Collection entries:
# # # # #

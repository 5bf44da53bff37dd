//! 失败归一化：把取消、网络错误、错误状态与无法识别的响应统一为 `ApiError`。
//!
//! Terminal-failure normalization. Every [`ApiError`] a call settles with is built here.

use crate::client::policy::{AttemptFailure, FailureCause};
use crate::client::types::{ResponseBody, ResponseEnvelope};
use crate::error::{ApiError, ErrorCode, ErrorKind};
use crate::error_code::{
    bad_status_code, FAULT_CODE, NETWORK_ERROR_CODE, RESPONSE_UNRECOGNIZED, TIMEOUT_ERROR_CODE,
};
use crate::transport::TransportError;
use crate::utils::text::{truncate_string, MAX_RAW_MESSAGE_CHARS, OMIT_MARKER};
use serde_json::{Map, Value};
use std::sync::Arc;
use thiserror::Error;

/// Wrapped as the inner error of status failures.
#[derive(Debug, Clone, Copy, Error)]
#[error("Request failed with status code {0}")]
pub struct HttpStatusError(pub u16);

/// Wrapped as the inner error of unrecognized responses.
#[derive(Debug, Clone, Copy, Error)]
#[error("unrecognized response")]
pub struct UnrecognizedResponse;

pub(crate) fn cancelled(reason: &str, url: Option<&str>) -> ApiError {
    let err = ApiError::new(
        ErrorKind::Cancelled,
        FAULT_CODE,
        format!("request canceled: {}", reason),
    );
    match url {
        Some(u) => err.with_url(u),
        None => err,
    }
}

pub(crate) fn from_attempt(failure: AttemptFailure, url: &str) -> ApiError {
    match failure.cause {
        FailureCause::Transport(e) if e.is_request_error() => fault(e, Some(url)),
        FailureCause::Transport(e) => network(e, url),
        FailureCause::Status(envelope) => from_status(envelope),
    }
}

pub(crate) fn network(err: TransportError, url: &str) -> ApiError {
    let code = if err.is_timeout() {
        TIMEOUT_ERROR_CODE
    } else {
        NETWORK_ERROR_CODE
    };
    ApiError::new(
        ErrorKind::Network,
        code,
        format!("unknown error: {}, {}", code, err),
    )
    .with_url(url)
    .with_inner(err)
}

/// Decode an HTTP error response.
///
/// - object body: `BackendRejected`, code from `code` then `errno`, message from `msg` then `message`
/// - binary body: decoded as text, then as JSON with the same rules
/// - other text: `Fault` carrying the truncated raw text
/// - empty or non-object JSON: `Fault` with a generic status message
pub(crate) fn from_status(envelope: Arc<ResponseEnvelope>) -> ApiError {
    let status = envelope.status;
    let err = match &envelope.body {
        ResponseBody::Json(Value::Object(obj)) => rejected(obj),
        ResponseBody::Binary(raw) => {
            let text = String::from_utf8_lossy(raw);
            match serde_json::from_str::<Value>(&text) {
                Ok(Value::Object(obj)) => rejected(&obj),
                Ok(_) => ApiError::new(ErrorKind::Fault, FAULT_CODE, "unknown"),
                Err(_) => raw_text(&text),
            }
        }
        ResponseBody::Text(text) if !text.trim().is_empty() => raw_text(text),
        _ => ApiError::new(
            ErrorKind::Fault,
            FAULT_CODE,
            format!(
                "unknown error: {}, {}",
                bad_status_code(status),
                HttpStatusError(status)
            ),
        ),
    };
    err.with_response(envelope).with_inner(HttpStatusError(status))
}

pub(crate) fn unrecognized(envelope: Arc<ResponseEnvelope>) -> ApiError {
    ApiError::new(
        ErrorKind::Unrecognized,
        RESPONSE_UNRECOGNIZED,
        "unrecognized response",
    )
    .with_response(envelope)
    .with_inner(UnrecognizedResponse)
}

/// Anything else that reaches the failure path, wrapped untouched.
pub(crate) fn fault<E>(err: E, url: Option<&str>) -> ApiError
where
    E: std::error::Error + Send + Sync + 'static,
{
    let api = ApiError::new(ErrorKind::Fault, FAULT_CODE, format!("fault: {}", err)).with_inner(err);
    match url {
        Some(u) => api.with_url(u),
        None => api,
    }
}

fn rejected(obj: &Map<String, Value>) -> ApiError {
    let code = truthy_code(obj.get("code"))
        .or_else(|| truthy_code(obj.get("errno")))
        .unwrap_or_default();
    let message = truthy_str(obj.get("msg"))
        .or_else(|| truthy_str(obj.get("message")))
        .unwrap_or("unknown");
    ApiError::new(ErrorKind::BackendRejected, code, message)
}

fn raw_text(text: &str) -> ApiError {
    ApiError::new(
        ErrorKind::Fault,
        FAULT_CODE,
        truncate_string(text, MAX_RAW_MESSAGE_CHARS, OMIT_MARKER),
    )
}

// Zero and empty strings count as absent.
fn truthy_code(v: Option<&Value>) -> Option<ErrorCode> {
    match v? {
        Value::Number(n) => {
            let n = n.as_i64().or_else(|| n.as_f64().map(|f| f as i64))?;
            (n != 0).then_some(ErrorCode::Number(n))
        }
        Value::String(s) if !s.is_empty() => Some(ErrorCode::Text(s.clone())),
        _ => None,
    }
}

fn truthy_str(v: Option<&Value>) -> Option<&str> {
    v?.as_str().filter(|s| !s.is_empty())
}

# # # # #

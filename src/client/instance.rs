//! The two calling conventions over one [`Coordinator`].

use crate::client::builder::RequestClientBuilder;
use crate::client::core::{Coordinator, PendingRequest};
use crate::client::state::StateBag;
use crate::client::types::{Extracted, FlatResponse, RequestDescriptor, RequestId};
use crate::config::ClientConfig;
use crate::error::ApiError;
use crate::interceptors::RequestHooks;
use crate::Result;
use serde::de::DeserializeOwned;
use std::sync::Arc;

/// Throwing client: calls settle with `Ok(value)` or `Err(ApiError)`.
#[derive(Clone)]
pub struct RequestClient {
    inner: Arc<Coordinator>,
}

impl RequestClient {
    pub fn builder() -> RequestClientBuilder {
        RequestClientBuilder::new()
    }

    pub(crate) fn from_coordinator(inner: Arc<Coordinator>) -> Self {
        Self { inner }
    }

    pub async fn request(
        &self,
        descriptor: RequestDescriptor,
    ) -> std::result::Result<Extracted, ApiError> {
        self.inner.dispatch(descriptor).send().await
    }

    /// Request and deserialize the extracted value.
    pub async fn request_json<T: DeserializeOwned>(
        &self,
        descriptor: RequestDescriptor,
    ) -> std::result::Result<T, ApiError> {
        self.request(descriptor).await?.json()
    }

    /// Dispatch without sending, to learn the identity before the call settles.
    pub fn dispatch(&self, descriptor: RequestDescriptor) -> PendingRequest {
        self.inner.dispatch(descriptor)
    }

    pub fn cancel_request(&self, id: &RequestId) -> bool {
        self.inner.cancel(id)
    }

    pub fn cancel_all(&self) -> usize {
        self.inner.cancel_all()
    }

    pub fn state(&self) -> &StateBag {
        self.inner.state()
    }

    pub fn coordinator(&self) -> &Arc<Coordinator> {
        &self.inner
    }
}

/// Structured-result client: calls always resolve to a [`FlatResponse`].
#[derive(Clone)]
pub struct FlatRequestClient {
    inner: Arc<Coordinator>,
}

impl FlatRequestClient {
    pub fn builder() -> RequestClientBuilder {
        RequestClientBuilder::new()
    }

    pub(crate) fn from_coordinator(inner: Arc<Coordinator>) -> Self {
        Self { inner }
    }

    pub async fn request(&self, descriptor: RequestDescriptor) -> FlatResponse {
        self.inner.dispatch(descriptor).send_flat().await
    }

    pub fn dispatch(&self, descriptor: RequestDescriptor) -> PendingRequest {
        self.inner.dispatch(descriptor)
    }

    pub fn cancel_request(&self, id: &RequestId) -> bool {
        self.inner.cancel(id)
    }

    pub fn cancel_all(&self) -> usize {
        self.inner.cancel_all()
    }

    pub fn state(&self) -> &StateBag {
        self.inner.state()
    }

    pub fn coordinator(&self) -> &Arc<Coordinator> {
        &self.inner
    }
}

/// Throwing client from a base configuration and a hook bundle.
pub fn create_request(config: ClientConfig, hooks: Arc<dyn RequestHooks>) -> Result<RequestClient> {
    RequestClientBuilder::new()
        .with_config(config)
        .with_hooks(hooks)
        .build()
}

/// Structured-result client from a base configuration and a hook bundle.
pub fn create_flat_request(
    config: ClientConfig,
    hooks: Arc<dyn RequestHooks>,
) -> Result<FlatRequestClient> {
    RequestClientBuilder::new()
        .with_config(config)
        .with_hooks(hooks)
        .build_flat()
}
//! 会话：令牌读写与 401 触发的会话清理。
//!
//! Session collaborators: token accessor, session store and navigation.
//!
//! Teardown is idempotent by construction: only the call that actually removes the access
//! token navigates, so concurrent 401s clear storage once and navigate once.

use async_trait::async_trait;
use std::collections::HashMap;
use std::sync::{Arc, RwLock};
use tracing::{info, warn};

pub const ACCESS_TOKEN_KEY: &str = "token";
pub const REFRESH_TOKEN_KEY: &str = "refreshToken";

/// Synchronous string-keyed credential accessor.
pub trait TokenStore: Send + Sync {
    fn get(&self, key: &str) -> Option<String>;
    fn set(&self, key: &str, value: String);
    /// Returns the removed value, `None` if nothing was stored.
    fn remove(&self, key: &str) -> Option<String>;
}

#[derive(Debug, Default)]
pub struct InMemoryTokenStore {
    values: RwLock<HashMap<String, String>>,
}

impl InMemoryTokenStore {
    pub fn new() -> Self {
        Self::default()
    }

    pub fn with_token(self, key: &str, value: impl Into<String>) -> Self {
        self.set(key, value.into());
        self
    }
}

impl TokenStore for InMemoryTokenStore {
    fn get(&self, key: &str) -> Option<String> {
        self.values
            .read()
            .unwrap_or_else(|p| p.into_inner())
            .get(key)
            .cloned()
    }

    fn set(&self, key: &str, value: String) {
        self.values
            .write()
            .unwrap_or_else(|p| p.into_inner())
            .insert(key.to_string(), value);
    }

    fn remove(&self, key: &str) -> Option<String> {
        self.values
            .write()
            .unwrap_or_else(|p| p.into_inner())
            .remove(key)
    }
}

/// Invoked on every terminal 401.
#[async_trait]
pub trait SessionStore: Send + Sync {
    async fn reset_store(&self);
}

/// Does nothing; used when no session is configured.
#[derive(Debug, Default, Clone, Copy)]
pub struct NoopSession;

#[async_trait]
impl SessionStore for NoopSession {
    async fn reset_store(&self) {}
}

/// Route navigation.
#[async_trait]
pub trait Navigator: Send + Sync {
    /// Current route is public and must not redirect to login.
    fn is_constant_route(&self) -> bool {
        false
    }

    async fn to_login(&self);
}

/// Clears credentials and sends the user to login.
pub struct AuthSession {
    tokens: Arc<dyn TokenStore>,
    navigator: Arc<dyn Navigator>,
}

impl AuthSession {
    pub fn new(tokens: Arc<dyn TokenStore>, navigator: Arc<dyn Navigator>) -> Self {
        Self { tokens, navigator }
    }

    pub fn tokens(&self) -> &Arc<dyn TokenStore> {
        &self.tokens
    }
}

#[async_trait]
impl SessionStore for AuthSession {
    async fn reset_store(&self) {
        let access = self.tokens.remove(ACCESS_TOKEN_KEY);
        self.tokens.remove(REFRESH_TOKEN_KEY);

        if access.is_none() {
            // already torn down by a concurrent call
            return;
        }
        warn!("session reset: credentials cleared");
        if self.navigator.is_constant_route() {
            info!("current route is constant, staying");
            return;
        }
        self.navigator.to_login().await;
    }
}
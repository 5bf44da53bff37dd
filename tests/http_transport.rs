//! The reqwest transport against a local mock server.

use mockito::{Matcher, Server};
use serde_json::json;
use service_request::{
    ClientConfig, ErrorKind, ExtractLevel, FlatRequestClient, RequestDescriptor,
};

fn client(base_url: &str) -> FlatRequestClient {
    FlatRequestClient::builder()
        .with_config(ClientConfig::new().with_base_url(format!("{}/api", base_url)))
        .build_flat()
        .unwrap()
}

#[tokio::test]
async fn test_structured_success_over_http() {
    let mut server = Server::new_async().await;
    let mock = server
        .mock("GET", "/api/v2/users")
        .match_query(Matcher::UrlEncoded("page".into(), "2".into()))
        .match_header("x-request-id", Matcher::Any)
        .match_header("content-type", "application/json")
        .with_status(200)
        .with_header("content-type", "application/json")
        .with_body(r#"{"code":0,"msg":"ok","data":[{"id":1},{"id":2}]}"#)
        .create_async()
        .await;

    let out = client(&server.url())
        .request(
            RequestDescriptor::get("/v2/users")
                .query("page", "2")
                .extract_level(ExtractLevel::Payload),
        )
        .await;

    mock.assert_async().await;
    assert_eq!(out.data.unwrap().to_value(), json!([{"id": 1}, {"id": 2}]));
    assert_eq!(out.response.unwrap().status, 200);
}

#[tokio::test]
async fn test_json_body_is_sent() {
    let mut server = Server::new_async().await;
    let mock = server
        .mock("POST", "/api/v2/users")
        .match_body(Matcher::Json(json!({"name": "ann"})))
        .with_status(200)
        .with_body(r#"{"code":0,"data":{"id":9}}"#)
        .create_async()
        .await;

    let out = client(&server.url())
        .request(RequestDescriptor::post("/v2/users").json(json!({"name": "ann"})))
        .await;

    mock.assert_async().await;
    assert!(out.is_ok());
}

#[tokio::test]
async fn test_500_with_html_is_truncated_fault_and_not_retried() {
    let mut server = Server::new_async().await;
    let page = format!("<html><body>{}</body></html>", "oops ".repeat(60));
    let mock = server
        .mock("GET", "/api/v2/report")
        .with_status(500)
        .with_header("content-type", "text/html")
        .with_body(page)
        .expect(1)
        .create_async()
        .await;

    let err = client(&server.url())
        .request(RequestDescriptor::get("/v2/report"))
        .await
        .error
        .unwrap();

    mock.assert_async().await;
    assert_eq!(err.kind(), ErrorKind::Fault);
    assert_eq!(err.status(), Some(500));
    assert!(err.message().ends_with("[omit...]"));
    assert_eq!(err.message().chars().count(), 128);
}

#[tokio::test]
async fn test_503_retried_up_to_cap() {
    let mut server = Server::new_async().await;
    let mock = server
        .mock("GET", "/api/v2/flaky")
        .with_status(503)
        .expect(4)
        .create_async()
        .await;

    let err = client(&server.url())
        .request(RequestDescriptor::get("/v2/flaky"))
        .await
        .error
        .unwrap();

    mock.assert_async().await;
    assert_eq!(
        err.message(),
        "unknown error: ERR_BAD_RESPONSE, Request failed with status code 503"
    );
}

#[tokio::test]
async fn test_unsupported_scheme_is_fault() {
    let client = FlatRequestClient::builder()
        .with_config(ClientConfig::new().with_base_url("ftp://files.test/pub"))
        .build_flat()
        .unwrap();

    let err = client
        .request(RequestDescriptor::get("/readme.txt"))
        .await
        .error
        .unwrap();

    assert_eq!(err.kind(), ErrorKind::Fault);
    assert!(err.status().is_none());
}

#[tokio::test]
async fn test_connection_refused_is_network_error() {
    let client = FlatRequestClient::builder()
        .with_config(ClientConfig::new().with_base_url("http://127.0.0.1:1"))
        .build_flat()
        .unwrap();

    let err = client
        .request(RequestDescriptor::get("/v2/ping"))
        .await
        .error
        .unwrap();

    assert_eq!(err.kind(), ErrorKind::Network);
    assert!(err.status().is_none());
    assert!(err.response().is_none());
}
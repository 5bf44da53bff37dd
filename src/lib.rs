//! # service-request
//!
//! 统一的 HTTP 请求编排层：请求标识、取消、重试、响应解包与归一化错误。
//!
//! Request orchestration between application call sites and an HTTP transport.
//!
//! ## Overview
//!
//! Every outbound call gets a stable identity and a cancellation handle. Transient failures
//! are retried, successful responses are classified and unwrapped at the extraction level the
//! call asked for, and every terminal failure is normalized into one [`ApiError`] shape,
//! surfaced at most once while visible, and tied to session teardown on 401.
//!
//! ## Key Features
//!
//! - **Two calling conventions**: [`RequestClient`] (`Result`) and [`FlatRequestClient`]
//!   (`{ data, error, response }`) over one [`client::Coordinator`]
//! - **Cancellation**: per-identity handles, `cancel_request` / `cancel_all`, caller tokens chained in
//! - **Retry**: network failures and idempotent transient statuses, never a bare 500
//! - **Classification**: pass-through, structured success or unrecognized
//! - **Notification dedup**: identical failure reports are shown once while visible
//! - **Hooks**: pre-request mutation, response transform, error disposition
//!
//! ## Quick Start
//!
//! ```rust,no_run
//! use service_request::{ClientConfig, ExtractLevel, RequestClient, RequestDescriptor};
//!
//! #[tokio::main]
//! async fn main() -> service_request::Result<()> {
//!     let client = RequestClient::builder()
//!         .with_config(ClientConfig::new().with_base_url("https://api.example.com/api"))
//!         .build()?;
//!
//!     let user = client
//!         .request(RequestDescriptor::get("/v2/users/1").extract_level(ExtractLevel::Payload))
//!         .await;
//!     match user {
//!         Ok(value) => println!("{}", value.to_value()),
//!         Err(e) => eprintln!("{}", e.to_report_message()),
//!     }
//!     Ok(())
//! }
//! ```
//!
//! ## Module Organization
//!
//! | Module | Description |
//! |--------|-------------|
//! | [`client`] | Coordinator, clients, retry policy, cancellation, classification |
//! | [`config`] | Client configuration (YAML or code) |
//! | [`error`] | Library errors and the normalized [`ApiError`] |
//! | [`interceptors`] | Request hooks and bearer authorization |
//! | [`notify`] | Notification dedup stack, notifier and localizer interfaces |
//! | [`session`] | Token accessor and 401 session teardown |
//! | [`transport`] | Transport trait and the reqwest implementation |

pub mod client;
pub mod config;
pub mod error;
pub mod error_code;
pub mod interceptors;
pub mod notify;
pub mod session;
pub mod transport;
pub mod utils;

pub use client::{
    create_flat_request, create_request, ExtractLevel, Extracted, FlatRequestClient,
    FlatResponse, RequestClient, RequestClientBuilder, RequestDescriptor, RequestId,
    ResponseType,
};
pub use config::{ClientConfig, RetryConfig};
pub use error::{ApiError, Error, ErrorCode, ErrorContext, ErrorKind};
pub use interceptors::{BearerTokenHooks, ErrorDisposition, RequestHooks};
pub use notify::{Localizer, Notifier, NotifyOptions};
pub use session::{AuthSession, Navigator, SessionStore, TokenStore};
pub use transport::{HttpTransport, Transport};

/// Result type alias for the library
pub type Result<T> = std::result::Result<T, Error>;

# # # # #

- [BRIEF]: Scan the data above. Return every line with "ExtractLevel" in it.

- [ANSWER BELOW]:
    ClientConfig, ErrorKind, ExtractLevel, FlatRequestClient, RequestDescriptor,
                .extract_level(ExtractLevel::Payload),
//! use service_request::{ClientConfig, ExtractLevel, RequestClient, RequestDescriptor};
//!         .request(RequestDescriptor::get("/v2/users/1").extract_level(ExtractLevel::Payload))
    create_flat_request, create_request, ExtractLevel, Extracted, FlatRequestClient,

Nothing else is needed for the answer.